Written by: Bradley Leontsinis
I will never forget the day I first laid eyes on the most impressive animal I have seen in my life. I was guiding a safari on foot in Kafue National Park, Zambia. It was not long before I picked up some unmistakable tracks, which immediately sent a cold shiver down my spine. The people that I was guiding were blissfully unaware that I had just found the largest tracks of any lion I had ever seen!
The bush was deafeningly quiet… too quiet. Only the shrill alarm call of an irate squirrel was cutting through the silence. I held up my hand signalling everyone to stop and stay still. I made a measured choice of backing slowly away with my guests and going back to camp, returning with the vehicle to find the lion calmly lying a short distance from where we stopped. He looked up at us with steel eyes and everyone on the vehicle gasped in awe of this enormous animal. That was the day I met Big John.
Big Johns’ story and subsequent death are very relevant to the hotly debated topic of trophy hunting. While estimates of wild lion populations vary, it is safe to assume the number to be in the region of 20 000. With 7 billion people on the planet and rising, the lion population is in dire straits.
There are several contributing factors to this:
1. Trophy hunting – Targets the best genes in a population. If this superior animal’s genes are not in high enough density in the population, prevented due to its untimely death through hunting, it’s ability to produce offspring with the same impressive traits and necessities to survival is prevented. This paves the way for weaker genes to be more abundant.
2. Gene flow prevention – Limiting the wild animals ability to prevent inbreeding by placing boundary fences around them on small reserves, prevents the natural flow of genes between different populations. In so doing we are severely weakening the gene pool. On a typical, small, managed reserve in Africa, only one, maybe two prides of lions can exist. Preventing inbreeding in this scenario is costly and difficult.
3. Disease – Feline Immunodeficiency Virus (feline version of HIV), and Tuberculosis result in lions which look more like scrawny flee bags rather than proud kings of the savanna. Fortunately these diseases have not spread to all lion populations but by destroying the strongest genes through we are severely weakening other populations ability to fend off these diseases.

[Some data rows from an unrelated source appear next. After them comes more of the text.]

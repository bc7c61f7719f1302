use crate::MineError;
use crate::page::Record;
use std::collections::HashMap;
use std::io::{BufRead, ErrorKind, Read};

const CONTENT_LENGTH_HEADER: &str = "Content-Length";

/// Pull-based archive-record parser: `Ok(None)` signals end-of-stream.
pub trait RecordParserLike: Send {
    fn next_record(&mut self) -> Result<Option<Record>, MineError>;
}

/// Reads WARC/WET records: a `WARC/x.y` version line, `Name: value` headers,
/// a blank line, `Content-Length` bytes of content and trailing blank lines.
pub struct WetReader<R> {
    reader: R,
    records_read: usize,
}

impl<R: BufRead + Send> WetReader<R> {
    pub fn new(reader: R) -> Self {
        Self { reader, records_read: 0 }
    }

    pub fn records_read(&self) -> usize {
        self.records_read
    }

    fn read_line(&mut self) -> Result<Option<String>, MineError> {
        let mut buf = Vec::new();
        let n = self.reader.read_until(b'\n', &mut buf).map_err(stream_error)?;
        if n == 0 {
            return Ok(None);
        }
        while matches!(buf.last(), Some(b'\n') | Some(b'\r')) {
            buf.pop();
        }
        Ok(Some(String::from_utf8_lossy(&buf).into_owned()))
    }
}

impl<R: BufRead + Send> RecordParserLike for WetReader<R> {
    fn next_record(&mut self) -> Result<Option<Record>, MineError> {
        let protocol = loop {
            match self.read_line()? {
                None => return Ok(None),
                Some(line) if line.is_empty() => continue,
                Some(line) => break line,
            }
        };
        if !protocol.starts_with("WARC/") {
            return Err(MineError::Parse(format!(
                "record {}: expected version line, got {:?}",
                self.records_read + 1,
                truncate(&protocol, 40)
            )));
        }

        let mut headers = HashMap::new();
        loop {
            match self.read_line()? {
                None => {
                    return Err(MineError::Parse(format!(
                        "record {}: stream ended inside headers",
                        self.records_read + 1
                    )));
                }
                Some(line) if line.is_empty() => break,
                Some(line) => {
                    let Some((name, value)) = line.split_once(':') else {
                        return Err(MineError::Parse(format!(
                            "record {}: malformed header {:?}",
                            self.records_read + 1,
                            truncate(&line, 40)
                        )));
                    };
                    headers.insert(name.trim().to_string(), value.trim().to_string());
                }
            }
        }

        let length = headers
            .get(CONTENT_LENGTH_HEADER)
            .ok_or_else(|| MineError::Parse(format!("record {}: missing Content-Length", self.records_read + 1)))?
            .parse::<u64>()
            .map_err(|e| MineError::Parse(format!("record {}: bad Content-Length: {}", self.records_read + 1, e)))?;

        // Allocation follows the bytes that arrive, not the header.
        let mut body = Vec::new();
        let read = (&mut self.reader).take(length).read_to_end(&mut body).map_err(stream_error)?;
        if (read as u64) < length {
            return Err(MineError::Parse(format!(
                "record {}: truncated content ({} of {} bytes)",
                self.records_read + 1,
                read,
                length
            )));
        }

        self.records_read += 1;
        Ok(Some(Record {
            protocol,
            headers,
            content: String::from_utf8_lossy(&body).into_owned(),
        }))
    }
}

/// Corrupt compressed input surfaces from the decoder as `InvalidData`.
fn stream_error(e: std::io::Error) -> MineError {
    if e.kind() == ErrorKind::InvalidData {
        MineError::Decompression(e.to_string())
    } else {
        MineError::Io(e)
    }
}

fn truncate(s: &str, max: usize) -> String {
    s.chars().take(max).collect()
}

#[cfg(test)]
pub(crate) mod tests {
    use super::*;
    use std::io::Cursor;

    pub(crate) fn wet_record(record_type: &str, uri: &str, content: &str) -> String {
        format!(
            "WARC/1.0\r\nWARC-Type: {}\r\nWARC-Target-URI: {}\r\nContent-Type: text/plain\r\nContent-Length: {}\r\n\r\n{}\r\n\r\n",
            record_type,
            uri,
            content.len(),
            content
        )
    }

    #[test]
    fn test_reads_records_until_end_of_stream() {
        let data = format!(
            "{}{}",
            wet_record("warcinfo", "", "software: test"),
            wet_record("conversion", "http://example.com/", "Hello: world\nsecond line")
        );
        let mut reader = WetReader::new(Cursor::new(data.into_bytes()));

        let info = reader.next_record().unwrap().unwrap();
        assert_eq!(info.protocol, "WARC/1.0");
        assert_eq!(info.headers.get("WARC-Type").map(String::as_str), Some("warcinfo"));

        let page = reader.next_record().unwrap().unwrap();
        assert_eq!(page.headers.get("WARC-Target-URI").map(String::as_str), Some("http://example.com/"));
        assert_eq!(page.content, "Hello: world\nsecond line");

        assert!(reader.next_record().unwrap().is_none());
        assert_eq!(reader.records_read(), 2);
    }

    #[test]
    fn test_content_length_counts_bytes() {
        let data = wet_record("conversion", "http://e.com/", "naïve café");
        let mut reader = WetReader::new(Cursor::new(data.into_bytes()));
        let record = reader.next_record().unwrap().unwrap();
        assert_eq!(record.content, "naïve café");
        assert!(reader.next_record().unwrap().is_none());
    }

    #[test]
    fn test_empty_stream_has_no_records() {
        let mut reader = WetReader::new(Cursor::new(Vec::new()));
        assert!(reader.next_record().unwrap().is_none());
    }

    #[test]
    fn test_garbage_is_a_parse_error() {
        let mut reader = WetReader::new(Cursor::new(b"<html>not an archive</html>\n".to_vec()));
        assert!(matches!(reader.next_record(), Err(MineError::Parse(_))));
    }

    #[test]
    fn test_truncated_content_is_a_parse_error() {
        let data = "WARC/1.0\r\nWARC-Type: conversion\r\nContent-Length: 100\r\n\r\nshort";
        let mut reader = WetReader::new(Cursor::new(data.as_bytes().to_vec()));
        assert!(matches!(reader.next_record(), Err(MineError::Parse(_))));
    }

    #[test]
    fn test_oversized_content_length_is_a_parse_error() {
        let data = "WARC/1.0\r\nWARC-Type: conversion\r\nContent-Length: 18446744073709551615\r\n\r\nbody\r\n\r\n";
        let mut reader = WetReader::new(Cursor::new(data.as_bytes().to_vec()));
        assert!(matches!(reader.next_record(), Err(MineError::Parse(_))));
    }

    #[test]
    fn test_missing_content_length_is_a_parse_error() {
        let data = "WARC/1.0\r\nWARC-Type: conversion\r\n\r\nbody";
        let mut reader = WetReader::new(Cursor::new(data.as_bytes().to_vec()));
        assert!(matches!(reader.next_record(), Err(MineError::Parse(_))));
    }
}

4. Habitat destruction – There is simply not enough space left for wildlife to roam in the way it was designed. This results in countries being forced to contain wildlife in small fenced reserves already described. The reserves are often overloaded beyond their carrying capacities and animals are forced to compete intensely for limited resources.
I go back to my story of Big John. For a single male lion to hold territories against other male coalitions is unusual. Male lions usually join forces to create coalitions of 2 or 3 males, which become formidable opposition as a team. Big John was very large and strong enough to fight off these typical coalitions on his own. This should give some level of appreciation as to how powerful this lion was and equally how important his genes were.
Hunting on Kafue National Park is illegal but this particular reserve does not rely on fences as a boundary but rather a large buffer zone between the reserve and any human settlements. Hunting safari lodges are therefore littered on the reserve boundary. Animals do not recognise invisible barriers and freely walk off the reserve directly onto the hunting lands where they are vulnerable. Even to the point where hunting operators would drag a carcass of a dead antelope from the reserve side, along the ground and across the boundary, leaving a blood trail and baiting predators such as lions and leopards onto their properties where they can freely shoot them.
Hunting quotas are given by authorities to each of the operators which limit the number of animals they can shoot per species but due to a lack of policing are almost impossible to enforce. So it is up to the hunters, guided by good morals, to stick to these quotas.
Big John was different, everyone in the area knew about him and it was agreed amongst all parties to leave him be, for the time being at least.
That is unfortunately not how this story played out. One fateful day we tracked Big Johns footprints directly across the invisible boundary and off of the reserve onto a hunting farm in the buffer area.
That was the last sign anyone ever saw of Big John.
The hunting operators staunchly denied our angry accusations, but all signs pointed to Big John’s fate being sealed by a hunter’s bullet.
Now here is the true tragedy. Following Big John’s death, the two prides which he controlled and protected were without a male and the pride’s were open to infiltration from any male, weak or strong, who did not have to go through the crucial process of natural selection by defeating a pride male or coalition. When new males take over a pride they immediately kill the cubs, which forces the females to come into oestrus again. In this case a pair of young inexperienced males took over the two prides, immediately killing the cubs, which were fathered by Big John. This meant that Big John’s crucially powerful genes were forever eradicated.
This is the reality of trophy hunting. There are many conservation arguments presented, which in principal make sense. The problem is they are null and void if you cannot prevent the type of situation, which occurred with Big John’s death from being a constant reality. Trophy hunters will say that Big John’s life was worth it for the thousands of US dollars pumped into conservation for his death.
Yes, it meant that a single tourist came to the region and spent some money but if Big John was shot with a camera and not a gun, his legacy would be on going, the number of tourists that would spend money in the region, just to come and see him and his subsequent offspring would be exponential compared to that one tourist.